The ruling will help tip the scales for solar by legalizing another way for people and governments to pay for solar projects, said Barry Shear, president and CEO of Eagle Point Solar.

“This ruling now makes other solar projects like this viable,” he said in a statement. “We can go to any municipality, any university, any wastewater treatment plant, churches … and we can put solar on their roof or on their property – and they have to come up with zero dollars to do this.”

Iowa’s main public utility companies, Alliant Energy and MidAmerican Energy, have fought power purchase agreements, arguing that state regulations give them exclusive rights to sell energy in defined territories. […]

If energy customers increasingly use electricity purchased through third-party agreements, all ratepayers could suffer when public utilities are forced to make up costs elsewhere, said Justin Foss, a spokesman for Alliant Energy.

Foss also reiterated a hypothetical argument that the company’s attorneys made in legal briefs to the court: The ruling in favor of Eagle Point Solar could open power purchase agreements to companies offering less environmentally friendly options.

“This ruling opens it up for this type of generation; does it also apply if somebody wants an electric generator that runs off of whale oil and fluffy kittens?” he said.

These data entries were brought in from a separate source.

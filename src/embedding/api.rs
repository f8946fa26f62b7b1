//! HTTP client for the external embedding service.

use serde::Deserialize;
use serde_json::json;

use crate::config::EmbeddingConfig;
use crate::embedding::{ensure_non_empty, EmbeddingProvider, EmbeddingVector};
use crate::error::{Result, RmError};
use crate::retry::{with_retry_if, RetryConfig};

pub struct ApiEmbedder {
    endpoint: String,
    api_key: Option<String>,
    model: String,
    client: reqwest::blocking::Client,
    retry: RetryConfig,
}

impl std::fmt::Debug for ApiEmbedder {
    fn fmt(&self, f: &mut std::fmt::Formatter<'_>) -> std::fmt::Result {
        f.debug_struct("ApiEmbedder")
            .field("endpoint", &self.endpoint)
            .field("model", &self.model)
            .finish_non_exhaustive()
    }
}

#[derive(Debug, Deserialize)]
struct EmbeddingResponse {
    data: Vec<EmbeddingDatum>,
}

#[derive(Debug, Deserialize)]
struct EmbeddingDatum {
    embedding: Vec<f32>,
}

impl ApiEmbedder {
    pub fn from_config(config: &EmbeddingConfig) -> Result<Self> {
        let endpoint = config
            .endpoint
            .as_deref()
            .map(str::trim)
            .filter(|e| !e.is_empty())
            .ok_or_else(|| {
                RmError::MissingConfig("embedding.endpoint is not set".to_string())
            })?;

        let client = reqwest::blocking::Client::builder()
            .timeout(config.timeout())
            .build()
            .map_err(|err| RmError::Config(format!("embedding http client: {err}")))?;

        Ok(Self {
            endpoint: endpoint.trim_end_matches('/').to_string(),
            api_key: config.api_key.clone(),
            model: config.model.clone(),
            client,
            retry: config.retry(),
        })
    }

    fn request(&self, text: &str) -> Result<EmbeddingVector> {
        let body = json!({
            "model": self.model,
            "input": text,
        });

        let mut request = self
            .client
            .post(format!("{}/embeddings", self.endpoint))
            .json(&body);
        if let Some(key) = &self.api_key {
            request = request.header("api-key", key);
        }

        let response = request
            .send()
            .map_err(|err| RmError::Provider(format!("embedding request failed: {err}")))?;

        let status = response.status();
        if !status.is_success() {
            return Err(RmError::Provider(format!("embedding service HTTP {status}")));
        }

        let parsed: EmbeddingResponse = response
            .json()
            .map_err(|err| RmError::Provider(format!("embedding response parse: {err}")))?;

        let datum = parsed
            .data
            .into_iter()
            .next()
            .ok_or_else(|| RmError::Provider("embedding response contained no data".to_string()))?;

        EmbeddingVector::new(datum.embedding)
    }
}

impl EmbeddingProvider for ApiEmbedder {
    fn embed(&self, text: &str) -> Result<EmbeddingVector> {
        ensure_non_empty(text)?;
        with_retry_if(&self.retry, || self.request(text), RmError::is_transient)
    }
}

#[cfg(test)]
mod tests {
    use super::*;
    use httpmock::prelude::*;
    use std::time::Duration;

    fn config_for(server: &MockServer, max_attempts: u32) -> EmbeddingConfig {
        EmbeddingConfig {
            endpoint: Some(server.base_url()),
            api_key: Some("secret".to_string()),
            max_attempts,
            ..EmbeddingConfig::default()
        }
    }

    fn fast_embedder(config: &EmbeddingConfig) -> ApiEmbedder {
        let mut embedder = ApiEmbedder::from_config(config).unwrap();
        embedder.retry.initial_delay = Duration::from_millis(1);
        embedder.retry.max_delay = Duration::from_millis(2);
        embedder
    }

    #[test]
    fn parses_embedding_from_response() {
        let server = MockServer::start();
        let mock = server.mock(|when, then| {
            when.method(POST)
                .path("/embeddings")
                .header("api-key", "secret")
                .json_body_includes(r#"{"input": "financial analyst"}"#);
            then.status(200).json_body(serde_json::json!({
                "data": [{"embedding": vec![0.5f32; 1536]}]
            }));
        });

        let embedder = fast_embedder(&config_for(&server, 1));
        let vector = embedder.embed("financial analyst").unwrap();
        mock.assert();
        assert_eq!(vector.as_slice().len(), 1536);
        assert!((vector.as_slice()[0] - 0.5).abs() < 1e-6);
    }

    #[test]
    fn exhausts_retry_budget_on_server_errors() {
        let server = MockServer::start();
        let failing = server.mock(|when, then| {
            when.method(POST).path("/embeddings");
            then.status(503);
        });

        let embedder = fast_embedder(&config_for(&server, 3));
        assert!(embedder.embed("x y z").is_err());
        assert_eq!(failing.hits(), 3);
    }

    #[test]
    fn wrong_dimensionality_is_a_provider_error() {
        let server = MockServer::start();
        server.mock(|when, then| {
            when.method(POST).path("/embeddings");
            then.status(200).json_body(serde_json::json!({
                "data": [{"embedding": [0.1, 0.2, 0.3]}]
            }));
        });

        let embedder = fast_embedder(&config_for(&server, 1));
        assert!(matches!(embedder.embed("abc"), Err(RmError::Provider(_))));
    }

    #[test]
    fn empty_text_never_hits_the_network() {
        let server = MockServer::start();
        let mock = server.mock(|when, then| {
            when.method(POST).path("/embeddings");
            then.status(200);
        });

        let embedder = fast_embedder(&config_for(&server, 3));
        assert!(matches!(embedder.embed("   "), Err(RmError::Validation(_))));
        assert_eq!(mock.hits(), 0);
    }

    #[test]
    fn missing_endpoint_is_a_config_error() {
        let config = EmbeddingConfig::default();
        assert!(matches!(
            ApiEmbedder::from_config(&config),
            Err(RmError::MissingConfig(_))
        ));
    }
}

From Ben Jacobson’s story for the Dubuque Telegraph-Herald:

Alliant spokesman Justin Foss said the ruling won’t impact the company’s dedication to supporting renewable energy. More than 670 Alliant customers in Iowa are generating renewable energy, either through solar power or another source, he said.

However, if PPAs become prevalent, it could create a financial strain that might have to be passed to the consumer, according to Foss.

“The financing model, and the rate model, that Iowa utilities use is that the costs for the entire system are divided out among all the kilowatt hours that the customers use,” he said.

A customer’s bill not only covers generation costs, but employee and infrastructure expenses as well.

“When people use less of those energy units, you have a smaller pool by which to divide all of those costs for the power pole, for the power line, for the power plant, for the employee,” Foss said. […]

With the PPA nixed [by the Iowa Utilities Board], the city has been leasing the solar equipment and owns the electricity it produces. City officials now have the option to reinstate the PPA.

No city of Dubuque officials were available Friday to comment. According to Public Information Officer Randy Gehl, solar panels on the Municipal Services Center saved the city $5,104.52 in 2013.